In a previous issue of Critical Care, Wells and colleagues [1] report on their retrospective cohort study examining the relationship between serum sodium and intracranial pressure (ICP) with severe traumatic brain injury (TBI). This is an ongoing topic of interest to neurointensivists as hyperosmolar therapy remains a treatment option for elevated ICP [2]. We commend the authors for their contribution to a fundamentally important issue in neurocritical care; however, several issues deserve further discussion.

A critical limitation of observational methodology is confounding by indication, which exists when variables associated with exposure are also associated with outcomes in the study base [3]. Clinicians administer hyperosmolar therapy and induce hypernatremia on the basis of measured and unmeasured characteristics of patients. Lack of a formalized TBI protocol, including indications for hypertonic saline (HTS), can exacerbate this bias. For example, clinicians in the study by Wells and colleagues used both boluses and infusions of HTS with a range of administered concentrations (3% versus 7.5%). No attempt was made to adjust for differences in baseline characteristics of patients. Furthermore, although regression is an important method to help reduce bias, several assumptions must be met for the analysis to be valid. Linear regression is predicated upon independence of data. With 1,230 paired sodium and ICP measurements in 81 patients, there is likely to be marked within-subject correlation of data that is not taken into account by this analysis. Consequently, a linear mixed model or other analysis is warranted to specifically model and account for this correlation [4]. Failing to do so limits the interpretability of their results.

Authors' response

Diana L Wells, Joseph M Swanson, G Christopher Wood, Louis J Magnotti, Bradley A Boucher, Martin A Croce, Charles G Harrison, Michael S Muhlbauer and Timothy C Fabian

We thank Griesdale and colleagues for their thoughtful letter describing concerns with our study, specifically the retrospective design and statistical tests. Owing to the lack of literature supporting the benefits of HTS to induce hypernatremia in patients with TBI, we pragmatically evaluated this practice in one of the largest studies to date [1, 5, 6].

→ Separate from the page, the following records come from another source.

//! HTTP reasoning backend — calls an Anthropic-style messages endpoint.
//!
//! Configuration is explicit; the core never reads ambient environment
//! state. The CLI (or any embedding server) resolves env vars and hands a
//! finished config in.

use async_trait::async_trait;
use serde::{Deserialize, Serialize};

use crate::error::CoreError;
use crate::reasoning::Reasoning;

#[derive(Debug, Clone)]
pub struct HttpReasoningConfig {
    /// API base URL, e.g. `https://api.anthropic.com`.
    pub base_url: String,
    /// API key / auth token.
    pub api_key: String,
    /// Model ID.
    pub model: String,
    /// Maximum tokens for a reply.
    pub max_tokens: u32,
    /// Sampling temperature.
    pub temperature: Option<f64>,
    /// Per-request timeout in seconds.
    pub timeout_secs: u64,
}

impl Default for HttpReasoningConfig {
    fn default() -> Self {
        Self {
            base_url: "https://api.anthropic.com".to_string(),
            api_key: String::new(),
            model: "claude-sonnet-4-20250514".to_string(),
            max_tokens: 2048,
            temperature: None,
            timeout_secs: 300,
        }
    }
}

#[derive(Serialize)]
struct MessagesRequest<'a> {
    model: &'a str,
    max_tokens: u32,
    #[serde(skip_serializing_if = "Option::is_none")]
    temperature: Option<f64>,
    messages: Vec<RequestMessage<'a>>,
}

#[derive(Serialize)]
struct RequestMessage<'a> {
    role: &'static str,
    content: &'a str,
}

#[derive(Deserialize)]
struct MessagesResponse {
    #[serde(default)]
    content: Vec<ContentBlock>,
}

#[derive(Deserialize)]
struct ContentBlock {
    #[serde(default)]
    text: String,
}

#[derive(Debug)]
pub struct HttpReasoning {
    client: reqwest::Client,
    config: HttpReasoningConfig,
}

impl HttpReasoning {
    pub fn new(config: HttpReasoningConfig) -> Result<Self, CoreError> {
        if config.api_key.is_empty() {
            return Err(CoreError::Configuration(
                "HTTP reasoning backend requires an API key".to_string(),
            ));
        }
        let client = reqwest::Client::builder()
            .timeout(std::time::Duration::from_secs(config.timeout_secs))
            .build()
            .map_err(|e| CoreError::Configuration(format!("HTTP client build failed: {}", e)))?;
        Ok(Self { client, config })
    }
}

#[async_trait]
impl Reasoning for HttpReasoning {
    async fn predict(&self, prompt: &str) -> Result<String, CoreError> {
        let url = format!("{}/v1/messages", self.config.base_url.trim_end_matches('/'));
        let body = MessagesRequest {
            model: &self.config.model,
            max_tokens: self.config.max_tokens,
            temperature: self.config.temperature,
            messages: vec![RequestMessage {
                role: "user",
                content: prompt,
            }],
        };

        let response = self
            .client
            .post(&url)
            .header("x-api-key", &self.config.api_key)
            .header("anthropic-version", "2023-06-01")
            .json(&body)
            .send()
            .await
            .map_err(|e| CoreError::Reasoning(format!("request failed: {}", e)))?;

        let status = response.status();
        if !status.is_success() {
            let detail = response.text().await.unwrap_or_default();
            return Err(CoreError::Reasoning(format!(
                "endpoint returned {}: {}",
                status,
                detail.chars().take(300).collect::<String>()
            )));
        }

        let parsed: MessagesResponse = response
            .json()
            .await
            .map_err(|e| CoreError::Reasoning(format!("unreadable response body: {}", e)))?;

        let text = parsed
            .content
            .iter()
            .map(|b| b.text.as_str())
            .collect::<Vec<_>>()
            .join("");
        if text.is_empty() {
            return Err(CoreError::Reasoning("empty completion".to_string()));
        }
        Ok(text)
    }
}

#[cfg(test)]
mod tests {
    use super::*;

    #[test]
    fn test_missing_api_key_is_a_configuration_error() {
        let err = HttpReasoning::new(HttpReasoningConfig::default()).unwrap_err();
        assert!(matches!(err, CoreError::Configuration(_)));
    }

    #[test]
    fn test_request_body_shape() {
        let body = MessagesRequest {
            model: "m",
            max_tokens: 64,
            temperature: None,
            messages: vec![RequestMessage {
                role: "user",
                content: "hello",
            }],
        };
        let json = serde_json::to_value(&body).unwrap();
        assert_eq!(json["model"], "m");
        assert!(json.get("temperature").is_none());
        assert_eq!(json["messages"][0]["role"], "user");
    }
}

We agree with the limitations mentioned by Griesdale and colleagues in regard to the lack of a formalized TBI protocol and the inclusion of various doses of HTS, and we addressed this in our discussion. Importantly, patients in our study were treated with the same general approach to hyperosmolar therapy (84% of patients received 3% NaCl boluses) [1].

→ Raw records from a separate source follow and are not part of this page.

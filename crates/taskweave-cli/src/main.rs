//! Taskweave CLI — drives the multi-agent scheduler from the terminal.
//!
//! This binary plays the role of the owning protocol module: it picks a
//! reasoning backend, executes the goal, and formats the human-readable
//! report out of the spent execution context.

mod commands;

use clap::{Parser, Subcommand};

/// Taskweave CLI — multi-agent task scheduling
#[derive(Parser)]
#[command(name = "taskweave", version, about = "Taskweave CLI — multi-agent task scheduling")]
pub struct Cli {
    #[command(subcommand)]
    command: Commands,
}

#[derive(Subcommand)]
enum Commands {
    /// Execute a goal through the scheduler and print the report
    Run {
        /// The goal to decompose and execute
        goal: String,

        /// Reasoning backend: "echo" (offline), "script" (canned replies
        /// from --script), or "http"
        #[arg(long, default_value = "echo")]
        backend: String,

        /// YAML file with canned replies (for --backend script)
        #[arg(long)]
        script: Option<String>,

        /// Maximum scheduler rounds before the run fails as a timeout
        #[arg(long, default_value_t = 15)]
        max_steps: u32,

        /// Dump the full message log as JSON instead of the report
        #[arg(long)]
        json: bool,

        /// API base URL (for --backend http)
        #[arg(long, env = "TASKWEAVE_BASE_URL", default_value = "https://api.anthropic.com")]
        base_url: String,

        /// API key (for --backend http)
        #[arg(long, env = "ANTHROPIC_API_KEY", default_value = "")]
        api_key: String,

        /// Model ID (for --backend http)
        #[arg(long, env = "TASKWEAVE_MODEL", default_value = "claude-sonnet-4-20250514")]
        model: String,
    },

    /// Ask the planner for a task graph and print it without executing
    Plan {
        /// The goal to decompose
        goal: String,

        /// Reasoning backend: "echo", "script", or "http"
        #[arg(long, default_value = "echo")]
        backend: String,

        /// YAML file with canned replies (for --backend script)
        #[arg(long)]
        script: Option<String>,

        /// API base URL (for --backend http)
        #[arg(long, env = "TASKWEAVE_BASE_URL", default_value = "https://api.anthropic.com")]
        base_url: String,

        /// API key (for --backend http)
        #[arg(long, env = "ANTHROPIC_API_KEY", default_value = "")]
        api_key: String,

        /// Model ID (for --backend http)
        #[arg(long, env = "TASKWEAVE_MODEL", default_value = "claude-sonnet-4-20250514")]
        model: String,
    },
}

#[tokio::main]
async fn main() {
    tracing_subscriber::fmt()
        .with_env_filter(
            tracing_subscriber::EnvFilter::try_from_default_env()
                .unwrap_or_else(|_| tracing_subscriber::EnvFilter::new("warn")),
        )
        .init();

    let cli = Cli::parse();

    let result = match cli.command {
        Commands::Run {
            goal,
            backend,
            script,
            max_steps,
            json,
            base_url,
            api_key,
            model,
        } => {
            let backend_config = commands::BackendConfig {
                backend,
                script,
                base_url,
                api_key,
                model,
            };
            commands::run(&goal, backend_config, max_steps, json).await
        }
        Commands::Plan {
            goal,
            backend,
            script,
            base_url,
            api_key,
            model,
        } => {
            let backend_config = commands::BackendConfig {
                backend,
                script,
                base_url,
                api_key,
                model,
            };
            commands::plan(&goal, backend_config).await
        }
    };

    if let Err(e) = result {
        eprintln!("error: {}", e);
        std::process::exit(1);
    }
}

In regard to adjustment for baseline characteristics, we performed linear regression in important subgroups divided by baseline ICP and Glasgow Coma Scale score. Furthermore, to account for within-subject correlation of data, we conducted linear regression for each individual patient as described in Table 2 of the article. In none of the many analyses performed was there an indication of a general correlation between serum sodium and ICP [1]. Nonetheless, we agree that other statistical methods such as a linear mixed model could have possibly shed more light on these data.

Recognizing the limitations of our study is important and should serve as a call to the medical community for the need of a well-designed, prospective randomized controlled trial evaluating the use of HTS to induce hypernatremia in TBI. This is essential before we can truly include or limit this therapy as a valid option in our treatment armamentarium for these patients.